你一生勤勉,功绩斐然。便是受人教唆,无意写下一些词句,朕也可以宽恕你,会允你带着夫人回到故土,安度晚年。”
“陛下……”荀煊起身,膝盖重重落地,苍老的眼眶通红,一字一句道:“陛下圣鉴,诚无人教唆卑臣。”
赵缭低着头,听得心中一惊。
原来皇上不是全然不信荀煊,只是太想把握这个千载难逢的机会,毁掉心腹大患。
什么审讯,不过是一场诱供。
“若没人教唆你,那丹凤门外,口口声声说朕不察民心、为你请愿的学子,便是受你教唆了?”
诱供不成,这便是威胁了。
这一问,荀煊刚努力平复住的心情,再次开口时,还是老泪纵横,长长叩首道:
“卑臣掌科考文育,然履职不严、教习无方,让群生亵渎圣威、喧哗圣庭。
此皆卑臣一人之过,叩请陛下念在他们苦读艰辛,又年轻不晓事,饶恕他们,莫要堵死他们的求学科考之路。
这些学子,都是日后可用的人才啊。

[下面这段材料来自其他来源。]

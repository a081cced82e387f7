//! Centralized configuration for Herald.
//!
//! All tunable parameters for tracker communication and retry behavior are
//! defined here to avoid hard-coded values scattered throughout the codebase.

use std::time::Duration;

use crate::HeraldError;

/// Central configuration for all Herald components.
///
/// Groups related configuration settings into logical sections.
#[derive(Debug, Clone, Default)]
pub struct HeraldConfig {
    pub network: NetworkConfig,
    pub retry: RetryConfig,
}

/// Tracker HTTP communication configuration.
///
/// Controls request timeouts, the user agent, and redirect handling for
/// announce requests.
#[derive(Debug, Clone)]
pub struct NetworkConfig {
    /// Per-request timeout for a single tracker endpoint
    pub tracker_timeout: Duration,
    /// User agent for HTTP requests, overridable per call via extra headers
    pub user_agent: &'static str,
    /// Maximum redirects followed for one announce request
    pub max_redirects: usize,
}

impl Default for NetworkConfig {
    fn default() -> Self {
        Self {
            tracker_timeout: Duration::from_secs(30),
            user_agent: "herald/0.1.0",
            max_redirects: 3,
        }
    }
}

/// Backoff configuration for the announce retry loop.
///
/// Delays start at `initial_backoff` and grow by `multiplier` after every
/// failed sweep until they reach `max_backoff`.
#[derive(Debug, Clone)]
pub struct RetryConfig {
    /// Delay before the first retry
    pub initial_backoff: Duration,
    /// Upper bound for any single delay
    pub max_backoff: Duration,
    /// Growth factor applied after each failed sweep
    pub multiplier: u32,
    /// Failed sweeps tolerated before giving up (None = retry forever)
    pub max_attempts: Option<u32>,
}

impl Default for RetryConfig {
    fn default() -> Self {
        Self {
            initial_backoff: Duration::from_secs(30),
            max_backoff: Duration::from_secs(900), // 15 minutes
            multiplier: 2,
            max_attempts: None,
        }
    }
}

impl HeraldConfig {
    /// Checks that every setting is usable.
    ///
    /// # Errors
    ///
    /// - `HeraldError::Configuration` - If a timeout or backoff is zero, the
    ///   backoff cap is below the initial delay, or the multiplier is zero
    pub fn validate(&self) -> Result<(), HeraldError> {
        if self.network.tracker_timeout.is_zero() {
            return Err(HeraldError::Configuration {
                reason: "tracker_timeout must be greater than zero".to_string(),
            });
        }

        if self.retry.initial_backoff.is_zero() {
            return Err(HeraldError::Configuration {
                reason: "initial_backoff must be greater than zero".to_string(),
            });
        }

        if self.retry.max_backoff < self.retry.initial_backoff {
            return Err(HeraldError::Configuration {
                reason: format!(
                    "max_backoff ({}s) is below initial_backoff ({}s)",
                    self.retry.max_backoff.as_secs(),
                    self.retry.initial_backoff.as_secs()
                ),
            });
        }

        if self.retry.multiplier == 0 {
            return Err(HeraldError::Configuration {
                reason: "multiplier must be at least 1".to_string(),
            });
        }

        Ok(())
    }
}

臣……”
荀煊哽咽住了,半天才终于能接着道:“自知罪孽深重,无愿回乡,只愿赎清罪过、万死不辞。”
赵缭恍然,荀煊今日求见皇上,不为学子求情,是抱着必死的决心,以命换他们的前路。
这决心只让皇上不适,他身子向前倾来,臂撑在椅扶手上,直视荀煊,厉声问道:“你这是要用自己的晚年和数百学子的前路,换他一人?”
荀煊半天未答,缓缓直起身来时的艰难,客观地勾画出他所下的决心。
再开口时,泪已止住,声音沉静。
“终臣一生,奉守己心,百折不悔。
门外学子,苦读圣贤,只为经世济民。
卑臣是不愿让这些洁净之物,成为构陷他人清白的利器。”
这回答,着实够硬。可以说彻底堵死荀煊所有的生路,赵缭简直要愕裂眼角——
作者有话说:老师最后一次保护小李了
第122章一心求死
最温和聪颖的荀司徒,怎么会冲动冒失到说出不用拔高,都可以被定为大不敬的言语来。
而皇上的回应,更是耐人寻味。
没有恼羞成怒,没有勃然大怒,甚至没有否定与反驳。
只有远比那些都更可怖的,长长久久的沉默。
许久,他才缓缓吐出一句:“你还有什么其他要说的吗?”
荀煊理正摊在地上的衣袍,正色道:“有。”
“说。”皇上吐出一字,已有切齿之音。
“陛下,这是臣此生最后的谏言,只求陛下想明白……
七皇子,不是崔氏子,是李姓儿。
求陛下回头看看,您最容不下的那个人,这么多年在猜忌的夹缝中,还是长成了磊落君子。
于公,他是忠君之臣,可为生民效力;于私,他是爱父之子,可为陛下分忧。
卑臣死而无悔,只愿有人哀生民多艰。陛下身边,有人真心侍奉。”
荀煊双手交于身前,恭敬俯身,不卑不亢,字字呕心沥血。
从暂时身处局外的赵缭听来,纵使荀煊是李谊的老师,因这番话太过诚恳,根本听不出什么美言学生的私情。
只有为国、为君、为民察举人才的公心。
可在皇上听来……
“荀煊,这就是你要说的吗?”
“是。”荀煊叩首,声坚如磐,“再无他言,求陛下赐罪。”
“哈哈哈哈,好啊,好啊。”皇上站起身来,抚掌而笑。
“当年,叛军兵临城下,朕在逃亡之际,仍冒着走漏风声的风险,遍告群臣,和朕共谋生路。
可那日群臣是怎么说的?旧主平庸无能,而崔公才德兼备,于公于私,于国于民,都将是明君。”
皇上踱着步,边说边笑,笑声中没有时过境迁后的释然,只有与日俱增的怨恨。
“于公于私,于国于民……
司徒,这些年我仍不得其解,你们拥戴崔敬洲、拥戴李谊,不过只是不忠之臣生出谋逆之心。
怎么就能找到这么伟大的理由。”
荀煊叩首在地,甚至没有抬头再看一眼自己眼前,君父绫罗华贵的靴子。
宣平帝早已不是当年的宣平帝,荀煊早已知道。
但他没想到,自己效命十几载的君父,连老臣死谏的最后一言,也听不进去了。